Task to carry out
Output every record again so that it matches the original word for word.

Stored data Start Marker

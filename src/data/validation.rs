//! Structural checks run before any data is stacked or fitted.
//!
//! All measurements of an experiment must share pH, temperature, time unit and the
//! substrate concentration unit, every replicate must carry as many values as time
//! points, and all replicates within a measurement must share one time grid.

use std::collections::HashSet;

use sha2::{Digest, Sha256};

use crate::species::SpeciesRole;

use super::error::DataError;
use super::measurement::{Experiment, Measurement};

/// Runs every structural check on an experiment.
///
/// # Errors
///
/// Returns the first violation found, in the order: empty experiment, unsupported
/// measured species, unit consistency, replicate lengths, time grids, missing data.
pub fn check_experiment(experiment: &Experiment) -> Result<(), DataError> {
    let reference = experiment
        .measurements
        .first()
        .ok_or(DataError::EmptyExperiment)?;

    if !matches!(
        experiment.measured_species,
        SpeciesRole::Substrate | SpeciesRole::Product
    ) {
        return Err(DataError::UnsupportedMeasuredSpecies(
            experiment.measured_species,
        ));
    }

    for measurement in experiment.measurements.iter() {
        check_units(experiment, reference, measurement)?;
        check_replicate_lengths(measurement)?;
        check_time_grid(measurement)?;
        check_measured_species(measurement, experiment.measured_species)?;
    }

    Ok(())
}

/// Compares the scalar conditions of a measurement against the reference measurement
fn check_units(
    experiment: &Experiment,
    reference: &Measurement,
    measurement: &Measurement,
) -> Result<(), DataError> {
    let mismatch = |quantity: &str, expected: String, found: String| DataError::InconsistentUnits {
        quantity: quantity.to_string(),
        reference: reference.id.clone(),
        expected,
        measurement: measurement.id.clone(),
        found,
    };

    if measurement.time_unit != experiment.time_unit {
        return Err(DataError::InconsistentUnits {
            quantity: "time unit".to_string(),
            reference: experiment.name.clone(),
            expected: experiment.time_unit.to_string(),
            measurement: measurement.id.clone(),
            found: measurement.time_unit.to_string(),
        });
    }

    if measurement.ph != reference.ph {
        return Err(mismatch(
            "pH",
            reference.ph.to_string(),
            measurement.ph.to_string(),
        ));
    }

    if measurement.temperature != reference.temperature
        || measurement.temperature_unit != reference.temperature_unit
    {
        return Err(mismatch(
            "temperature",
            format!("{} {}", reference.temperature, reference.temperature_unit),
            format!("{} {}", measurement.temperature, measurement.temperature_unit),
        ));
    }

    let unit_of = |m: &Measurement| {
        m.species_by_role(SpeciesRole::Substrate)
            .map(|s| s.unit.clone())
    };

    if let (Some(expected), Some(found)) = (unit_of(reference), unit_of(measurement)) {
        if expected != found {
            return Err(mismatch("substrate unit", expected, found));
        }
    }

    Ok(())
}

fn check_replicate_lengths(measurement: &Measurement) -> Result<(), DataError> {
    for species in measurement.species.iter() {
        for replicate in species.replicates.iter() {
            if replicate.time.len() != replicate.data.len() {
                return Err(DataError::LengthMismatch {
                    measurement: measurement.id.clone(),
                    time: replicate.time.len(),
                    data: replicate.data.len(),
                });
            }
        }
    }

    Ok(())
}

/// Checks that all time vectors of a measurement are identical.
///
/// Each vector is hashed and the measurement passes if a single unique hash remains.
/// The measurement-wide time vector, when present, takes part in the comparison.
fn check_time_grid(measurement: &Measurement) -> Result<(), DataError> {
    let mut times: Vec<&Vec<f64>> = measurement
        .species
        .iter()
        .flat_map(|s| s.replicates.iter())
        .map(|r| &r.time)
        .collect();

    if let Some(global) = &measurement.time {
        times.push(global);
    }

    let unique_hashes: HashSet<_> = times
        .iter()
        .map(|time_vec| {
            let mut hasher = Sha256::new();
            for t in time_vec.iter() {
                hasher.update(t.to_le_bytes());
            }
            hasher.finalize()
        })
        .collect();

    if unique_hashes.len() > 1 {
        return Err(DataError::InconsistentTimeGrid(measurement.id.clone()));
    }

    Ok(())
}

fn check_measured_species(measurement: &Measurement, role: SpeciesRole) -> Result<(), DataError> {
    let has_data = measurement
        .species_by_role(role)
        .is_some_and(|s| s.replicates.iter().any(|r| !r.data.is_empty()));

    if !has_data {
        return Err(DataError::MissingMeasuredSpecies {
            measurement: measurement.id.clone(),
            role,
        });
    }

    Ok(())
}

Stored data End Marker

Your response
filename src/data/validation.rs
//! Structural checks run before any data is stacked or fitted.
//!
//! All measurements of an experiment must share pH, temperature, time unit and the
//! substrate concentration unit, every replicate must carry as many values as time
//! points, and all replicates within a measurement must share one time grid.

use std::collections::HashSet;

use sha2::{Digest, Sha256};

use crate::species::SpeciesRole;

use super::error::DataError;
use super::measurement::{Experiment, Measurement};

/// Runs every structural check on an experiment.
///
/// # Errors
///
/// Returns the first violation found, in the order: empty experiment, unsupported
/// measured species, unit consistency, replicate lengths, time grids, missing data.
pub fn check_experiment(experiment: &Experiment) -> Result<(), DataError> {
    let reference = experiment
        .measurements
        .first()
        .ok_or(DataError::EmptyExperiment)?;

    if !matches!(
        experiment.measured_species,
        SpeciesRole::Substrate | SpeciesRole::Product
    ) {
        return Err(DataError::UnsupportedMeasuredSpecies(
            experiment.measured_species,
        ));
    }

    for measurement in experiment.measurements.iter() {
        check_units(experiment, reference, measurement)?;
        check_replicate_lengths(measurement)?;
        check_time_grid(measurement)?;
        check_measured_species(measurement, experiment.measured_species)?;
    }

    Ok(())
}

/// Compares the scalar conditions of a measurement against the reference measurement
fn check_units(
    experiment: &Experiment,
    reference: &Measurement,
    measurement: &Measurement,
) -> Result<(), DataError> {
    let mismatch = |quantity: &str, expected: String, found: String| DataError::InconsistentUnits {
        quantity: quantity.to_string(),
        reference: reference.id.clone(),
        expected,
        measurement: measurement.id.clone(),
        found,
    };

    if measurement.time_unit != experiment.time_unit {
        return Err(DataError::InconsistentUnits {
            quantity: "time unit".to_string(),
            reference: experiment.name.clone(),
            expected: experiment.time_unit.to_string(),
            measurement: measurement.id.clone(),
            found: measurement.time_unit.to_string(),
        });
    }

    if measurement.ph != reference.ph {
        return Err(mismatch(
            "pH",
            reference.ph.to_string(),
            measurement.ph.to_string(),
        ));
    }

    if measurement.temperature != reference.temperature
        || measurement.temperature_unit != reference.temperature_unit
    {
        return Err(mismatch(
            "temperature",
            format!("{} {}", reference.temperature, reference.temperature_unit),
            format!("{} {}", measurement.temperature, measurement.temperature_unit),
        ));
    }

    let unit_of = |m: &Measurement| {
        m.species_by_role(SpeciesRole::Substrate)
            .map(|s| s.unit.clone())
    };

    if let (Some(expected), Some(found)) = (unit_of(reference), unit_of(measurement)) {
        if expected != found {
            return Err(mismatch("substrate unit", expected, found));
        }
    }

    Ok(())
}

fn check_replicate_lengths(measurement: &Measurement) -> Result<(), DataError> {
    for species in measurement.species.iter() {
        for replicate in species.replicates.iter() {
            if replicate.time.len() != replicate.data.len() {
                return Err(DataError::LengthMismatch {
                    measurement: measurement.id.clone(),
                    time: replicate.time.len(),
                    data: replicate.data.len(),
                });
            }
        }
    }

    Ok(())
}

/// Checks that all time vectors of a measurement are identical.
///
/// Each vector is hashed and the measurement passes if a single unique hash remains.
/// The measurement-wide time vector, when present, takes part in the comparison.
fn check_time_grid(measurement: &Measurement) -> Result<(), DataError> {
    let mut times: Vec<&Vec<f64>> = measurement
        .species
        .iter()
        .flat_map(|s| s.replicates.iter())
        .map(|r| &r.time)
        .collect();

    if let Some(global) = &measurement.time {
        times.push(global);
    }

    let unique_hashes: HashSet<_> = times
        .iter()
        .map(|time_vec| {
            let mut hasher = Sha256::new();
            for t in time_vec.iter() {
                hasher.update(t.to_le_bytes());
            }
            hasher.finalize()
        })
        .collect();

    if unique_hashes.len() > 1 {
        return Err(DataError::InconsistentTimeGrid(measurement.id.clone()));
    }

    Ok(())
}

fn check_measured_species(measurement: &Measurement, role: SpeciesRole) -> Result<(), DataError> {
    let has_data = measurement
        .species_by_role(role)
        .is_some_and(|s| s.replicates.iter().any(|r| !r.data.is_empty()));

    if !has_data {
        return Err(DataError::MissingMeasuredSpecies {
            measurement: measurement.id.clone(),
            role,
        });
    }

    Ok(())
}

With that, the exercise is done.